Work instruction:
After reading the entries below, report how many lines have the string "crates" in them, giving the number alone.
#### Exercise materials ####
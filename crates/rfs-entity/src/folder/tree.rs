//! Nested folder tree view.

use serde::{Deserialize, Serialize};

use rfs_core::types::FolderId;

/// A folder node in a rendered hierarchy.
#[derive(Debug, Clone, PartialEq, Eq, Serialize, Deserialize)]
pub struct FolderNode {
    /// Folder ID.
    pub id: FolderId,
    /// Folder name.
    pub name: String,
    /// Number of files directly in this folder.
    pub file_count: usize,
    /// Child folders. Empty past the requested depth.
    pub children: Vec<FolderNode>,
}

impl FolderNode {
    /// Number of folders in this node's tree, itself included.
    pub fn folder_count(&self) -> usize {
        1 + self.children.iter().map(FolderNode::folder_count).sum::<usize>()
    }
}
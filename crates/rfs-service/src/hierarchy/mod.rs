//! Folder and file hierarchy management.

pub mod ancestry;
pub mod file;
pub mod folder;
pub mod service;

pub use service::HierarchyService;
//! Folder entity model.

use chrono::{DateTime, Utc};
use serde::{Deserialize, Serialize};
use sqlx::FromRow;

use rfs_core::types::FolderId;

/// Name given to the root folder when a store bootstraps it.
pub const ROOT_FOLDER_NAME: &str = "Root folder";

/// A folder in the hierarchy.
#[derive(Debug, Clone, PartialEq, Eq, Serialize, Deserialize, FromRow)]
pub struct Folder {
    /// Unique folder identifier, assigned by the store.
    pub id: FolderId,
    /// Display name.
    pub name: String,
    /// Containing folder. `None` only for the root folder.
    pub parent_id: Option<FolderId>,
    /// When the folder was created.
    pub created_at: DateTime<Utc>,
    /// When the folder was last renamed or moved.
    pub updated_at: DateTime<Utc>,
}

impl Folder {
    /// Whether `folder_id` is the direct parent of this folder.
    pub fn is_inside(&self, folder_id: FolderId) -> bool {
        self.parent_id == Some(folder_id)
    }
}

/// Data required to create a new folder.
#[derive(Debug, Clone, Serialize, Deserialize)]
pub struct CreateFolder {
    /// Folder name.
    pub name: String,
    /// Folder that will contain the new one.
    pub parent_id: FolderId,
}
####
Expected answer:
2